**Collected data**
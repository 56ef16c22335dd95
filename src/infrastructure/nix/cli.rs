//! Realizer backed by the `nix` command-line tool.
//!
//! The only place the system talks to the external evaluator. Each
//! realization is a single `nix print-dev-env --json` invocation under a
//! timeout; the manager supplies all concurrency.

use std::io::ErrorKind;
use std::path::{Path, PathBuf};
use std::process::Stdio;
use std::time::Duration;

use async_trait::async_trait;
use chrono::Utc;
use tokio::process::Command;
use tracing::{debug, warn};

use crate::domain::errors::{RealizeError, RealizeResult};
use crate::domain::models::config::RealizerSettings;
use crate::domain::models::{RealizedEnv, ShellSpec, SourceRef};
use crate::domain::ports::Realizer;
use crate::infrastructure::nix::decode::decode_dev_env;
use crate::infrastructure::nix::expr::mk_shell_expr;
use crate::services::fingerprint::fingerprint;

/// Realizer that shells out to `nix`.
#[derive(Debug, Clone)]
pub struct NixCli {
    settings: RealizerSettings,
}

impl NixCli {
    pub fn new(settings: RealizerSettings) -> Self {
        Self { settings }
    }

    /// Render the Nix expression a generated spec evaluates to.
    pub fn render_expr(&self, spec: &ShellSpec) -> String {
        mk_shell_expr(spec, &self.settings.nixpkgs_ref)
    }

    /// Build the shell derivation and link its profile at `out_link`.
    pub async fn build_profile(
        &self,
        spec: &ShellSpec,
        out_link: &Path,
        timeout: Duration,
    ) -> RealizeResult<PathBuf> {
        let mut args = vec!["build".to_string()];
        args.extend(self.installable_args(spec));
        args.push("--out-link".to_string());
        args.push(out_link.to_string_lossy().into_owned());
        args.push("--print-out-paths".to_string());
        let stdout = self.run(&args, timeout).await?;
        let store_path = stdout
            .lines()
            .next()
            .unwrap_or_default()
            .trim()
            .to_string();
        debug!(%store_path, out_link = %out_link.display(), "built shell profile");
        Ok(PathBuf::from(store_path))
    }

    /// Installable/evaluation arguments shared by every `nix` subcommand.
    fn installable_args(&self, spec: &ShellSpec) -> Vec<String> {
        let mut args = Vec::new();
        match &spec.source {
            SourceRef::Flake { url, lock } => {
                args.push(url.clone());
                if let Some(lock) = lock {
                    args.push("--reference-lock-file".to_string());
                    args.push(lock.to_string_lossy().into_owned());
                }
            }
            SourceRef::NixFile { path } => {
                args.push("-f".to_string());
                args.push(path.to_string_lossy().into_owned());
            }
            SourceRef::Generated => {
                args.push("--expr".to_string());
                args.push(self.render_expr(spec));
            }
        }
        if spec.impure {
            args.push("--impure".to_string());
        }
        for (key, value) in &spec.overrides {
            args.push("-I".to_string());
            args.push(format!("{key}={value}"));
        }
        args
    }

    /// Run `nix` with the given arguments, enforcing the timeout by
    /// killing the child on expiry.
    async fn run(&self, args: &[String], timeout: Duration) -> RealizeResult<String> {
        debug!(binary = %self.settings.nix_binary, ?args, "invoking nix");
        let child = Command::new(&self.settings.nix_binary)
            .args(args)
            .stdin(Stdio::null())
            .stdout(Stdio::piped())
            .stderr(Stdio::piped())
            .kill_on_drop(true)
            .spawn()
            .map_err(|err| {
                if err.kind() == ErrorKind::NotFound {
                    RealizeError::ToolMissing(err.to_string())
                } else {
                    RealizeError::Evaluation(format!("failed to spawn nix: {err}"))
                }
            })?;

        // kill_on_drop reaps the child when the timeout drops the
        // in-flight wait_with_output future.
        let output = match tokio::time::timeout(timeout, child.wait_with_output()).await {
            Ok(Ok(output)) => output,
            Ok(Err(err)) => {
                return Err(RealizeError::Evaluation(format!(
                    "failed to run nix: {err}"
                )));
            }
            Err(_) => {
                warn!(?timeout, "nix invocation timed out, killing it");
                return Err(RealizeError::Timeout(timeout));
            }
        };

        if output.status.success() {
            Ok(String::from_utf8_lossy(&output.stdout).into_owned())
        } else {
            let diagnostic = String::from_utf8_lossy(&output.stderr).trim().to_string();
            Err(RealizeError::Evaluation(if diagnostic.is_empty() {
                format!("nix exited with {}", output.status)
            } else {
                diagnostic
            }))
        }
    }
}

#[async_trait]
impl Realizer for NixCli {
    async fn realize(&self, spec: &ShellSpec, timeout: Duration) -> RealizeResult<RealizedEnv> {
        let mut args = vec!["print-dev-env".to_string()];
        args.extend(self.installable_args(spec));
        args.push("--json".to_string());

        let raw = self.run(&args, timeout).await?;
        let dev_env = decode_dev_env(&raw)?;

        let library_paths = dev_env
            .vars
            .get("LD_LIBRARY_PATH")
            .map(|value| value.split(':').map(PathBuf::from).collect())
            .unwrap_or_default();

        Ok(RealizedEnv {
            vars: dev_env.vars,
            library_paths,
            profile: None,
            built_at: Utc::now(),
            fingerprint: fingerprint(spec),
            // Re-tagged by the manager for the stage that requested it.
            stage: 0,
        })
    }
}
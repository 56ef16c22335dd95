//! Shared wiring between CLI commands and the shell manager.

use std::sync::Arc;
use std::time::Duration;

use anyhow::{Context, Result};

use crate::domain::models::{BuildArgs, Config, RealizedEnv, ShellSpec};
use crate::infrastructure::{NixCli, ProfileStore};
use crate::services::manager::{ManagerOptions, ShellManager};

use super::commands::shell_flags::ShellFlags;
use super::output::create_spinner;

/// Everything a command needs to realize the requested shell.
pub struct ShellContext {
    pub config: Config,
    pub realizer: Arc<NixCli>,
    pub spec: ShellSpec,
    pub profiles: Arc<ProfileStore>,
    manager: ShellManager,
}

impl ShellContext {
    pub fn new(config: Config, flags: &ShellFlags) -> Self {
        let spec = flags.to_spec();
        let realizer = Arc::new(NixCli::new(config.realizer.clone()));
        let profiles = Arc::new(ProfileStore::new(&config.cache.root));

        let mut options = ManagerOptions::from(&config.manager);
        options.realize_timeout = Duration::from_secs(config.realizer.timeout_secs);
        // A CLI invocation asks for one concrete shell; staged build
        // functions are a library-level feature.
        let build_spec = spec.clone();
        let build_fn = move |_stage: usize, _args: &BuildArgs| build_spec.clone();

        let manager = ShellManager::new(Arc::new(build_fn), realizer.clone(), options)
            .with_persistence(profiles.clone());

        Self {
            config,
            realizer,
            spec,
            profiles,
            manager,
        }
    }

    /// Realize the requested shell, with a spinner on stderr.
    pub async fn realize(&self) -> Result<Arc<RealizedEnv>> {
        let spinner = create_spinner("building shell environment");
        let result = self.manager.build(&BuildArgs::new()).await;
        spinner.finish_and_clear();
        let handle = result.context("failed to build shell environment")?;
        Ok(handle.env)
    }
}
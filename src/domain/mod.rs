//! Domain layer: pure data model, error taxonomy, and ports.

pub mod errors;
pub mod models;
pub mod ports;

pub use errors::{DecodeError, RealizeError, RealizeResult};
pub use models::{BuildArgs, Fingerprint, RealizedEnv, ShellSpec, SourceRef};
pub use ports::{BuildFn, ProfilePersistence, Realizer};
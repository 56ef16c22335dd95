//! Implementation of the `nixforge env` command: print shell commands
//! that activate the environment, suitable for `eval "$(nixforge env)"`.

use anyhow::Result;

use crate::cli::context::ShellContext;

pub async fn execute(ctx: &ShellContext) -> Result<()> {
    let env = ctx.realize().await?;
    print!("{}", env.to_export_script());
    Ok(())
}
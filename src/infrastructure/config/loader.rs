use anyhow::{Context, Result};
use figment::providers::{Env, Format, Serialized, Yaml};
use figment::Figment;
use thiserror::Error;

use crate::domain::models::config::Config;

/// Configuration error types
#[derive(Error, Debug)]
pub enum ConfigError {
    #[error("Invalid num_stages: {0}. Must be at least 1")]
    InvalidNumStages(usize),

    #[error("Invalid history: {0}. Must be at least 1")]
    InvalidHistory(usize),

    #[error("Invalid timeout_secs: {0}. Must be positive")]
    InvalidTimeout(u64),

    #[error("Invalid log level: {0}. Must be one of: trace, debug, info, warn, error")]
    InvalidLogLevel(String),

    #[error("Nix binary name cannot be empty")]
    EmptyNixBinary,

    #[error("Cache root cannot be empty")]
    EmptyCacheRoot,
}

/// Configuration loader with hierarchical merging
pub struct ConfigLoader;

impl ConfigLoader {
    /// Load configuration with hierarchical merging
    ///
    /// Precedence (lowest to highest):
    /// 1. Programmatic defaults (Serialized)
    /// 2. .nixforge/config.yaml (project config)
    /// 3. Environment variables (`NIXFORGE_*` prefix, highest priority)
    ///
    /// Configuration is project-local (pwd/.nixforge/) so different
    /// projects can carry different shells and cache settings.
    pub fn load() -> Result<Config> {
        let config: Config = Figment::new()
            .merge(Serialized::defaults(Config::default()))
            .merge(Yaml::file(".nixforge/config.yaml"))
            .merge(Env::prefixed("NIXFORGE_").split("__"))
            .extract()
            .context("Failed to extract configuration from figment")?;

        Self::validate(&config)?;
        Ok(config)
    }

    /// Load configuration from a specific file
    pub fn load_from_file(path: impl AsRef<std::path::Path>) -> Result<Config> {
        let config: Config = Figment::new()
            .merge(Serialized::defaults(Config::default()))
            .merge(Yaml::file(path.as_ref()))
            .extract()
            .context(format!(
                "Failed to load config from {}",
                path.as_ref().display()
            ))?;

        Self::validate(&config)?;
        Ok(config)
    }

    /// Validate configuration after loading
    pub fn validate(config: &Config) -> Result<(), ConfigError> {
        if config.manager.num_stages == 0 {
            return Err(ConfigError::InvalidNumStages(config.manager.num_stages));
        }
        if config.manager.history == 0 {
            return Err(ConfigError::InvalidHistory(config.manager.history));
        }
        if config.realizer.timeout_secs == 0 {
            return Err(ConfigError::InvalidTimeout(config.realizer.timeout_secs));
        }
        if config.realizer.nix_binary.is_empty() {
            return Err(ConfigError::EmptyNixBinary);
        }
        if config.cache.root.is_empty() {
            return Err(ConfigError::EmptyCacheRoot);
        }
        match config.logging.level.as_str() {
            "trace" | "debug" | "info" | "warn" | "error" => {}
            other => return Err(ConfigError::InvalidLogLevel(other.to_string())),
        }
        Ok(())
    }
}

#[cfg(test)]
mod tests {
    use super::*;

    #[test]
    fn defaults_validate() {
        let config = Config::default();
        assert!(ConfigLoader::validate(&config).is_ok());
        assert_eq!(config.manager.num_stages, 1);
        assert!(config.manager.block_on_rebuild);
        assert_eq!(config.manager.history, 10);
    }

    #[test]
    fn zero_stages_is_rejected() {
        let config = Config {
            manager: crate::domain::models::config::ManagerSettings {
                num_stages: 0,
                ..Default::default()
            },
            ..Default::default()
        };
        assert!(matches!(
            ConfigLoader::validate(&config),
            Err(ConfigError::InvalidNumStages(0))
        ));
    }

    #[test]
    fn bad_log_level_is_rejected() {
        let config = Config {
            logging: crate::domain::models::config::LoggingSettings {
                level: "loud".to_string(),
            },
            ..Default::default()
        };
        assert!(matches!(
            ConfigLoader::validate(&config),
            Err(ConfigError::InvalidLogLevel(_))
        ));
    }

    #[test]
    fn yaml_file_overrides_defaults() {
        let dir = tempfile::tempdir().unwrap();
        let path = dir.path().join("config.yaml");
        std::fs::write(
            &path,
            "manager:\n  num_stages: 3\n  block_on_rebuild: false\n",
        )
        .unwrap();

        let config = ConfigLoader::load_from_file(&path).unwrap();
        assert_eq!(config.manager.num_stages, 3);
        assert!(!config.manager.block_on_rebuild);
        // Untouched sections keep their defaults.
        assert_eq!(config.manager.history, 10);
    }
}
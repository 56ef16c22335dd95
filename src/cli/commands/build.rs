//! Implementation of the `nixforge build` command: realize the shell,
//! link its profile under the cache root, and print the store path.

use std::path::PathBuf;
use std::time::Duration;

use anyhow::{Context, Result};
use console::style;

use crate::cli::context::ShellContext;
use crate::cli::output::create_spinner;
use crate::domain::models::RealizedEnv;
use crate::domain::ProfilePersistence;

pub async fn execute(ctx: &ShellContext) -> Result<()> {
    let env = ctx.realize().await?;

    let out_link =
        PathBuf::from(&ctx.config.cache.root).join(format!("{}-profile", env.fingerprint.digest()));
    if let Some(parent) = out_link.parent() {
        tokio::fs::create_dir_all(parent)
            .await
            .with_context(|| format!("failed to create {}", parent.display()))?;
    }

    let spinner = create_spinner("linking shell profile");
    let timeout = Duration::from_secs(ctx.config.realizer.timeout_secs);
    let result = ctx.realizer.build_profile(&ctx.spec, &out_link, timeout).await;
    spinner.finish_and_clear();
    let store_path = result.context("failed to build shell profile")?;

    // Record where the profile link lives so later reactivations carry
    // the hint.
    let persisted = RealizedEnv {
        profile: Some(out_link.clone()),
        ..(*env).clone()
    };
    ctx.profiles.store(&persisted).await;

    eprintln!(
        "{} {}",
        style("profile:").green().bold(),
        out_link.display()
    );
    println!("{}", store_path.display());
    Ok(())
}
//! Tracing subscriber setup.

use tracing_subscriber::EnvFilter;

/// Initialize logging to stderr.
///
/// `verbosity` is the count of `-v` flags and raises the level above
/// the configured default; `RUST_LOG` wins over both when set.
pub fn init(default_level: &str, verbosity: u8) {
    let level = match verbosity {
        0 => default_level,
        1 => "info",
        2 => "debug",
        _ => "trace",
    };
    let filter = EnvFilter::try_from_default_env().unwrap_or_else(|_| EnvFilter::new(level));
    tracing_subscriber::fmt()
        .with_env_filter(filter)
        .with_writer(std::io::stderr)
        .init();
}
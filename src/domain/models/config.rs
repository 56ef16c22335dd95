use serde::{Deserialize, Serialize};

/// Main configuration structure for nixforge
#[derive(Debug, Clone, Default, Serialize, Deserialize)]
#[serde(rename_all = "snake_case")]
pub struct Config {
    /// Shell manager configuration
    #[serde(default)]
    pub manager: ManagerSettings,

    /// Realizer (nix invocation) configuration
    #[serde(default)]
    pub realizer: RealizerSettings,

    /// Environment cache configuration
    #[serde(default)]
    pub cache: CacheSettings,

    /// Logging configuration
    #[serde(default)]
    pub logging: LoggingSettings,
}

/// Shell manager configuration
#[derive(Debug, Clone, Serialize, Deserialize)]
#[serde(rename_all = "snake_case")]
pub struct ManagerSettings {
    /// Number of build stages per request (>= 1). Stage 1 is always
    /// realized synchronously; later stages may upgrade in the background.
    #[serde(default = "default_num_stages")]
    pub num_stages: usize,

    /// Whether later stages block the caller instead of upgrading in the
    /// background.
    #[serde(default = "default_block_on_rebuild")]
    pub block_on_rebuild: bool,

    /// Number of realized environments kept in history (>= 1).
    #[serde(default = "default_history")]
    pub history: usize,
}

const fn default_num_stages() -> usize {
    1
}

const fn default_block_on_rebuild() -> bool {
    true
}

const fn default_history() -> usize {
    10
}

impl Default for ManagerSettings {
    fn default() -> Self {
        Self {
            num_stages: default_num_stages(),
            block_on_rebuild: default_block_on_rebuild(),
            history: default_history(),
        }
    }
}

/// Realizer configuration
#[derive(Debug, Clone, Serialize, Deserialize)]
#[serde(rename_all = "snake_case")]
pub struct RealizerSettings {
    /// Name or path of the nix binary
    #[serde(default = "default_nix_binary")]
    pub nix_binary: String,

    /// Flake reference used for nixpkgs in generated expressions
    #[serde(default = "default_nixpkgs_ref")]
    pub nixpkgs_ref: String,

    /// Per-realization timeout in seconds
    #[serde(default = "default_timeout_secs")]
    pub timeout_secs: u64,
}

fn default_nix_binary() -> String {
    "nix".to_string()
}

fn default_nixpkgs_ref() -> String {
    "github:NixOS/nixpkgs/nixos-unstable".to_string()
}

const fn default_timeout_secs() -> u64 {
    600
}

impl Default for RealizerSettings {
    fn default() -> Self {
        Self {
            nix_binary: default_nix_binary(),
            nixpkgs_ref: default_nixpkgs_ref(),
            timeout_secs: default_timeout_secs(),
        }
    }
}

/// Environment cache configuration
#[derive(Debug, Clone, Serialize, Deserialize)]
#[serde(rename_all = "snake_case")]
pub struct CacheSettings {
    /// Root directory for persisted environments
    #[serde(default = "default_cache_root")]
    pub root: String,
}

fn default_cache_root() -> String {
    ".nixforge/cache".to_string()
}

impl Default for CacheSettings {
    fn default() -> Self {
        Self {
            root: default_cache_root(),
        }
    }
}

/// Logging configuration
#[derive(Debug, Clone, Serialize, Deserialize)]
#[serde(rename_all = "snake_case")]
pub struct LoggingSettings {
    /// Log level: trace, debug, info, warn, error
    #[serde(default = "default_log_level")]
    pub level: String,
}

fn default_log_level() -> String {
    "warn".to_string()
}

impl Default for LoggingSettings {
    fn default() -> Self {
        Self {
            level: default_log_level(),
        }
    }
}
use nixforge::domain::models::ShellSpec;
use nixforge::services::fingerprint::fingerprint;
use proptest::collection::vec;
use proptest::prelude::*;

proptest! {
    /// Property: package sets are order-independent
    ///
    /// Two specs over the same packages in any order must fingerprint
    /// identically, so request shuffling never causes a cache miss.
    #[test]
    fn prop_package_order_is_canonicalized(
        mut packages in vec("[a-z][a-z0-9-]{0,12}", 1..8)
    ) {
        let forward = fingerprint(&ShellSpec::mk_shell(packages.clone()));
        packages.reverse();
        let reversed = fingerprint(&ShellSpec::mk_shell(packages));
        prop_assert_eq!(forward.digest(), reversed.digest());
    }

    /// Property: library-path order is semantically significant
    ///
    /// Reordering library paths changes linker resolution, so it must
    /// change the fingerprint.
    #[test]
    fn prop_library_path_order_is_significant(
        paths in vec("[a-z]{1,8}", 2..6)
    ) {
        prop_assume!(paths.first() != paths.last());
        let forward = fingerprint(&ShellSpec::mk_shell(["hello"]).with_library_paths(paths.clone()));
        let mut reordered = paths;
        reordered.reverse();
        let backward = fingerprint(&ShellSpec::mk_shell(["hello"]).with_library_paths(reordered));
        prop_assert_ne!(forward.digest(), backward.digest());
    }

    /// Property: purity participates in identity
    ///
    /// An impure spec never aliases its pure counterpart, and its
    /// fingerprint is flagged uncacheable.
    #[test]
    fn prop_purity_diverges(
        packages in vec("[a-z][a-z0-9-]{0,12}", 1..8)
    ) {
        let pure = fingerprint(&ShellSpec::mk_shell(packages.clone()));
        let impure = fingerprint(&ShellSpec::mk_shell(packages).impure());
        prop_assert_ne!(pure.digest(), impure.digest());
        prop_assert!(pure.is_cacheable());
        prop_assert!(!impure.is_cacheable());
    }

    /// Property: fingerprints are deterministic, hex-encoded SHA-256
    #[test]
    fn prop_fingerprint_is_deterministic(
        packages in vec("[a-z][a-z0-9-]{0,12}", 0..8),
        hook in proptest::option::of(".{0,40}")
    ) {
        let mut spec = ShellSpec::mk_shell(packages);
        if let Some(hook) = hook {
            spec = spec.with_shell_hook(hook);
        }
        let first = fingerprint(&spec);
        let second = fingerprint(&spec);
        prop_assert_eq!(first.digest(), second.digest());
        prop_assert_eq!(first.digest().len(), 64);
        prop_assert!(first.digest().chars().all(|c| c.is_ascii_hexdigit() && !c.is_ascii_uppercase()));
    }
}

**What needs to be done**
Consider the string "ManagerOptions". State how many lines of the data contain it, giving the number alone.

**Response**
2